### What you have to do
Which lines in the records below contain the word "None"? Copy each of them.

[Collected data]
──────────

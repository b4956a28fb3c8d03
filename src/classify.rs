// Copyright 2023 Viktor Reusch
//
// This file is part of seamark_convert.
//
// seamark_convert is free software: you can redistribute it and/or modify it
// under the terms of the GNU Affero General Public License as published by the
// Free Software Foundation, either version 3 of the License, or (at your
// option) any later version.
//
// seamark_convert is distributed in the hope that it will be useful, but
// WITHOUT ANY WARRANTY; without even the implied warranty of MERCHANTABILITY or
// FITNESS FOR A PARTICULAR PURPOSE. See the GNU Affero General Public License
// for more details.
//
// You should have received a copy of the GNU Affero General Public License
// along with seamark_convert. If not, see <https://www.gnu.org/licenses/>.

//! Rules mapping seamark tags to the symbols and colors of the chart plotter.

use crate::tags::TagDictionary;
use crate::RecordError;

/// Primary type prefixes converted by default.
pub const DEFAULT_PREFIXES: &[&str] = &["buoy", "beacon", "wreck", "mooring"];

/// Tag key holding the category of cardinal marks.
const CARDINAL_CATEGORY: &str = "seamark:buoy_cardinal:category";

/// Shapes of lateral marks in priority order and their symbols.
const LATERAL_SHAPES: &[(&str, &str)] = &[
    ("can", "buoy_can"),
    ("conical", "buoy_conical"),
    ("spherical", "buoy_round"),
    ("pillar", "pillar"),
];

/// Mark colors and their RGB codes.
const COLORS: &[(&str, &str)] = &[("red", "FF0000"), ("green", "008000"), ("yellow", "FFFF00")];

/// Color code of wrecks.
const WRECK_COLOR: &str = "000000";

/// Allow-list of primary seamark types.
///
/// A type is accepted if it starts with one of the configured prefixes.
#[derive(Debug, Clone, PartialEq, Eq)]
pub struct TypeFilter {
    prefixes: Vec<String>,
}

impl TypeFilter {
    pub fn new<I>(prefixes: I) -> Self
    where
        I: IntoIterator,
        I::Item: Into<String>,
    {
        Self {
            prefixes: prefixes.into_iter().map(Into::into).collect(),
        }
    }

    pub fn prefixes(&self) -> &[String] {
        &self.prefixes
    }

    /// Whether `primary_type` is converted.
    pub fn accepts(&self, primary_type: &str) -> bool {
        self.prefixes.iter().any(|p| primary_type.starts_with(p.as_str()))
    }
}

impl Default for TypeFilter {
    fn default() -> Self {
        Self::new(DEFAULT_PREFIXES.iter().copied())
    }
}

/// Determine the waypoint symbol for `tags` of primary type `primary_type`.
///
/// The first matching rule wins:
/// 1. Special purpose buoys are round.
/// 2. Cardinal marks are named after their category.
/// 3. Lateral marks are named after the first shape found among all tag
///    values.
/// 4. Otherwise, the primary type itself is the symbol.
pub fn classify_symbol(tags: &TagDictionary, primary_type: &str) -> Result<String, RecordError> {
    if primary_type == "buoy_special_purpose" {
        return Ok("buoy_round".to_string());
    }

    if primary_type.contains("cardinal") {
        let category = tags
            .get(CARDINAL_CATEGORY)
            .or_else(|| tags.get(&format!("seamark:{primary_type}:category")))
            .ok_or(RecordError::MissingTag(CARDINAL_CATEGORY))?;
        return Ok(format!("buoy_cardinal_{category}"));
    }

    if matches!(primary_type, "beacon_lateral" | "buoy_lateral") {
        let shape = LATERAL_SHAPES
            .iter()
            .find(|(shape, _)| tags.values().any(|v| v == *shape));
        if let Some((_, symbol)) = shape {
            return Ok(symbol.to_string());
        }
    }

    Ok(primary_type.to_string())
}

/// Determine the fill color code for a waypoint with `symbol`.
///
/// Wrecks are always black. Otherwise, the first tag whose key names a
/// `colour` but not a `light` and whose value is a known color decides.
/// Returns an empty string if no color applies.
pub fn classify_color(tags: &TagDictionary, symbol: &str) -> &'static str {
    if is_wreck(symbol) {
        return WRECK_COLOR;
    }

    tags.iter()
        .filter(|(key, _)| is_mark_colour(key))
        .find_map(|(_, value)| color_code(value))
        .unwrap_or_default()
}

fn is_wreck(symbol: &str) -> bool {
    symbol.starts_with("wreck")
}

/// Keys like `seamark:buoy_lateral:colour` but not `seamark:light:colour`.
fn is_mark_colour(key: &str) -> bool {
    key.contains("colour") && !key.contains("light")
}

fn color_code(name: &str) -> Option<&'static str> {
    COLORS
        .iter()
        .find(|(color, _)| *color == name)
        .map(|(_, code)| *code)
}
// Copyright 2023 Viktor Reusch
//
// This file is part of seamark_convert.
//
// seamark_convert is free software: you can redistribute it and/or modify it
// under the terms of the GNU Affero General Public License as published by the
// Free Software Foundation, either version 3 of the License, or (at your
// option) any later version.
//
// seamark_convert is distributed in the hope that it will be useful, but
// WITHOUT ANY WARRANTY; without even the implied warranty of MERCHANTABILITY or
// FITNESS FOR A PARTICULAR PURPOSE. See the GNU Affero General Public License
// for more details.
//
// You should have received a copy of the GNU Affero General Public License
// along with seamark_convert. If not, see <https://www.gnu.org/licenses/>.

//! Reading tagged points from GPX and KML exports.
//!
//! Both formats are loaded into a small element tree first. Coordinates are
//! kept as text so that a malformed position only affects its own record.

use std::ffi::OsStr;
use std::fmt::{self, Display};
use std::io::Read;
use std::path::Path;
use std::str::FromStr;

use xml::reader::{self, XmlEvent};
use xml::ParserConfig;

use crate::record::PointRecord;
use crate::tags::TagDictionary;
use crate::Error;

/// Format of the input document.
#[derive(Debug, Clone, Copy, Default, PartialEq, Eq)]
pub enum InputFormat {
    #[default]
    Gpx,
    Kml,
}

impl InputFormat {
    /// Detect the format from the extension of `path`.
    pub fn from_path(path: impl AsRef<Path>) -> Option<Self> {
        path.as_ref()
            .extension()
            .and_then(OsStr::to_str)
            .and_then(|ext| ext.parse().ok())
    }

    /// Local name of the document element.
    fn root(self) -> &'static str {
        match self {
            Self::Gpx => "gpx",
            Self::Kml => "kml",
        }
    }
}

impl FromStr for InputFormat {
    type Err = Error;

    fn from_str(s: &str) -> Result<Self, Self::Err> {
        if s.eq_ignore_ascii_case("gpx") {
            Ok(Self::Gpx)
        } else if s.eq_ignore_ascii_case("kml") {
            Ok(Self::Kml)
        } else {
            Err(Error::UnknownFormat(s.to_string()))
        }
    }
}

impl Display for InputFormat {
    fn fmt(&self, f: &mut fmt::Formatter<'_>) -> fmt::Result {
        f.write_str(self.root())
    }
}

/// Read all points from `source` in document order.
pub fn read_records(source: impl Read, format: InputFormat) -> Result<Vec<PointRecord>, Error> {
    let root = read_tree(source)?;
    if root.name != format.root() {
        return Err(Error::UnexpectedRoot {
            expected: format.root(),
            found: root.name,
        });
    }

    let records: Vec<PointRecord> = match format {
        InputFormat::Gpx => root.children_named("wpt").map(convert_waypoint).collect(),
        InputFormat::Kml => {
            let mut placemarks = vec![];
            root.collect_named("Placemark", &mut placemarks);
            placemarks.into_iter().filter_map(convert_placemark).collect()
        }
    };
    Ok(records)
}

/// An XML element with namespace prefixes stripped from all names.
#[derive(Debug, Default)]
struct Node {
    name: String,
    attrs: Vec<(String, String)>,
    text: String,
    children: Vec<Node>,
}

impl Node {
    fn attr(&self, name: &str) -> Option<&str> {
        self.attrs
            .iter()
            .find(|(n, _)| n == name)
            .map(|(_, v)| v.as_str())
    }

    fn child_text(&self, name: &str) -> Option<&str> {
        self.children
            .iter()
            .find(|child| child.name == name)
            .map(|child| child.text.as_str())
    }

    fn children_named<'a>(&'a self, name: &'a str) -> impl Iterator<Item = &'a Node> {
        self.children.iter().filter(move |child| child.name == name)
    }

    /// Push all descendants called `name` in document order.
    fn collect_named<'a>(&'a self, name: &str, found: &mut Vec<&'a Node>) {
        for child in &self.children {
            if child.name == name {
                found.push(child);
            }
            child.collect_named(name, found);
        }
    }

    /// First descendant called `name` in document order.
    fn find(&self, name: &str) -> Option<&Node> {
        self.children
            .iter()
            .find_map(|child| {
                if child.name == name {
                    Some(child)
                } else {
                    child.find(name)
                }
            })
    }
}

/// Parse the complete document from `source` into a tree.
fn read_tree(source: impl Read) -> Result<Node, reader::Error> {
    let reader = ParserConfig::new()
        .ignore_comments(true)
        .create_reader(source);

    let mut stack: Vec<Node> = vec![];
    let mut root = Node::default();
    for event in reader {
        match event? {
            XmlEvent::StartElement {
                name, attributes, ..
            } => stack.push(Node {
                name: name.local_name,
                attrs: attributes
                    .into_iter()
                    .map(|a| (a.name.local_name, a.value))
                    .collect(),
                ..Default::default()
            }),
            XmlEvent::EndElement { .. } => {
                if let Some(node) = stack.pop() {
                    match stack.last_mut() {
                        Some(parent) => parent.children.push(node),
                        None => root = node,
                    }
                }
            }
            XmlEvent::Characters(text) | XmlEvent::CData(text) => {
                if let Some(node) = stack.last_mut() {
                    node.text.push_str(&text);
                }
            }
            _ => {}
        }
    }
    Ok(root)
}

/// Convert a GPX `<wpt>`.
///
/// The seamark tags are expected as `key=value` lines in the description.
fn convert_waypoint(wpt: &Node) -> PointRecord {
    PointRecord {
        name: Some(wpt.child_text("name").unwrap_or_default().to_string()),
        lat: wpt.attr("lat").unwrap_or_default().to_string(),
        lon: wpt.attr("lon").unwrap_or_default().to_string(),
        tags: TagDictionary::from_description(wpt.child_text("desc").unwrap_or_default()),
        link: wpt
            .children_named("link")
            .find_map(|link| link.attr("href"))
            .map(str::to_string),
    }
}

/// Convert a KML _Placemark_ containing a _Point_.
///
/// The seamark tags are expected as _ExtendedData_ of the placemark.
fn convert_placemark(placemark: &Node) -> Option<PointRecord> {
    let point = placemark.find("Point")?;
    let coordinates = point.find("coordinates").map_or("", |c| c.text.trim());
    // The first `lon,lat[,alt]` tuple.
    let mut axes = coordinates
        .split_whitespace()
        .next()
        .unwrap_or_default()
        .split(',');
    let lon = axes.next().unwrap_or_default().to_string();
    let lat = axes.next().unwrap_or_default().to_string();

    let mut data = vec![];
    placemark.collect_named("Data", &mut data);
    // Names and values are paired by position, so a _Data_ element without a
    // value shifts the pairing of all following ones.
    let keys = data.iter().copied().filter_map(|d| d.attr("name"));
    let values = data
        .iter()
        .copied()
        .flat_map(|d| d.children_named("value"))
        .map(|v| v.text.as_str())
        .filter(|v| !v.is_empty());

    Some(PointRecord {
        name: placemark.find("name").map(|n| n.text.clone()),
        lat,
        lon,
        tags: TagDictionary::from_parallel(keys, values),
        link: None,
    })
}

#[cfg(test)]
mod tests {
    use super::*;

    fn kml(placemarks: &str) -> String {
        format!(
            r#"<?xml version="1.0" encoding="UTF-8"?>
<kml xmlns="http://www.opengis.net/kml/2.2"><Document>{placemarks}</Document></kml>"#
        )
    }

    #[test]
    fn format_from_path() {
        assert_eq!(InputFormat::from_path("data/export.gpx"), Some(InputFormat::Gpx));
        assert_eq!(InputFormat::from_path("export.KML"), Some(InputFormat::Kml));
        assert_eq!(InputFormat::from_path("export.json"), None);
        assert_eq!(InputFormat::from_path("export"), None);
    }

    #[test]
    fn format_from_str() {
        assert_eq!("gpx".parse::<InputFormat>().unwrap(), InputFormat::Gpx);
        assert!(matches!(
            "csv".parse::<InputFormat>(),
            Err(Error::UnknownFormat(f)) if f == "csv"
        ));
    }

    #[test]
    fn gpx_waypoints() {
        let source = r#"<?xml version="1.0" encoding="UTF-8"?>
<gpx xmlns="http://www.topografix.com/GPX/1/1" version="1.1" creator="overpass turbo">
<wpt lat="50.3" lon="-4.5">
  <name>Duke Rock</name>
  <desc>seamark:type=buoy_lateral
seamark:colour=green</desc>
  <link href="https://osm.org/node/1"/>
</wpt>
<wpt lat="50.4" lon="-4.6"/>
</gpx>"#;
        let records = read_records(source.as_bytes(), InputFormat::Gpx).unwrap();
        assert_eq!(records.len(), 2);

        let first = &records[0];
        assert_eq!(first.name.as_deref(), Some("Duke Rock"));
        assert_eq!(first.lat, "50.3");
        assert_eq!(first.lon, "-4.5");
        assert_eq!(first.tags.primary_type(), Some("buoy_lateral"));
        assert_eq!(first.tags.get("seamark:colour"), Some("green"));
        assert_eq!(first.link.as_deref(), Some("https://osm.org/node/1"));

        let second = &records[1];
        assert_eq!(second.name.as_deref(), Some(""));
        assert!(second.tags.is_empty());
        assert_eq!(second.link, None);
    }

    #[test]
    fn gpx_bad_coordinates_are_kept_as_text() {
        let source = r#"<gpx xmlns="http://www.topografix.com/GPX/1/1" version="1.1">
<wpt lat="abc" lon="-4.5"><desc>seamark:type=wreck</desc></wpt>
<wpt lon="-4.5"/>
</gpx>"#;
        let records = read_records(source.as_bytes(), InputFormat::Gpx).unwrap();
        assert_eq!(records.len(), 2);
        assert_eq!(records[0].lat, "abc");
        assert_eq!(records[1].lat, "");
    }

    #[test]
    fn kml_placemarks() {
        let source = kml(r#"
  <Folder>
    <Placemark>
      <ExtendedData>
        <Data name="@id"><value>123</value></Data>
        <Data name="seamark:type"><value>wreck</value></Data>
      </ExtendedData>
      <Point><coordinates>-4.5,50.3,0</coordinates></Point>
    </Placemark>
  </Folder>
  <Placemark>
    <name>Area</name>
    <LineString><coordinates>-4.5,50.3 -4.6,50.4</coordinates></LineString>
  </Placemark>"#);
        let records = read_records(source.as_bytes(), InputFormat::Kml).unwrap();
        assert_eq!(records.len(), 1);

        let record = &records[0];
        assert_eq!(record.name, None);
        assert_eq!(record.lat, "50.3");
        assert_eq!(record.lon, "-4.5");
        assert_eq!(record.tags.get("@id"), Some("123"));
        assert_eq!(record.tags.primary_type(), Some("wreck"));
    }

    #[test]
    fn kml_point_in_multi_geometry() {
        let source = kml(r#"
  <Placemark>
    <name>Split</name>
    <MultiGeometry>
      <LineString><coordinates>1,2 3,4</coordinates></LineString>
      <Point><coordinates>
        -4.7,50.5
      </coordinates></Point>
    </MultiGeometry>
  </Placemark>"#);
        let records = read_records(source.as_bytes(), InputFormat::Kml).unwrap();
        assert_eq!(records.len(), 1);
        assert_eq!(records[0].name.as_deref(), Some("Split"));
        assert_eq!(records[0].lat, "50.5");
        assert_eq!(records[0].lon, "-4.7");
    }

    #[test]
    fn kml_data_without_value_shifts_pairs() {
        let source = kml(r#"
  <Placemark>
    <ExtendedData>
      <Data name="@id"><value>1</value></Data>
      <Data name="note"><value></value></Data>
      <Data name="seamark:type"><value>buoy_lateral</value></Data>
      <Data name="seamark:buoy_lateral:shape"><value>can</value></Data>
    </ExtendedData>
    <Point><coordinates>-4.5,50.3</coordinates></Point>
  </Placemark>"#);
        let records = read_records(source.as_bytes(), InputFormat::Kml).unwrap();
        let tags = &records[0].tags;
        assert_eq!(
            tags.iter().collect::<Vec<_>>(),
            [("@id", "1"), ("note", "buoy_lateral"), ("seamark:type", "can")]
        );
    }

    #[test]
    fn kml_bad_coordinates_are_kept_as_text() {
        let source = kml("<Placemark><Point><coordinates>abc,def</coordinates></Point></Placemark>");
        let records = read_records(source.as_bytes(), InputFormat::Kml).unwrap();
        assert_eq!(records[0].lon, "abc");
        assert_eq!(records[0].lat, "def");
    }

    #[test]
    fn unreadable_document() {
        assert!(matches!(
            read_records("<gpx".as_bytes(), InputFormat::Gpx),
            Err(Error::Read(_))
        ));
    }

    #[test]
    fn wrong_document_type() {
        let source = kml("");
        assert!(matches!(
            read_records(source.as_bytes(), InputFormat::Gpx),
            Err(Error::UnexpectedRoot { expected: "gpx", found }) if found == "kml"
        ));
    }
}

──────────

### Task output
                        None => root = node,
        link: None,
        assert_eq!(InputFormat::from_path("export.json"), None);
        assert_eq!(InputFormat::from_path("export"), None);
        assert_eq!(second.link, None);
        assert_eq!(record.name, None);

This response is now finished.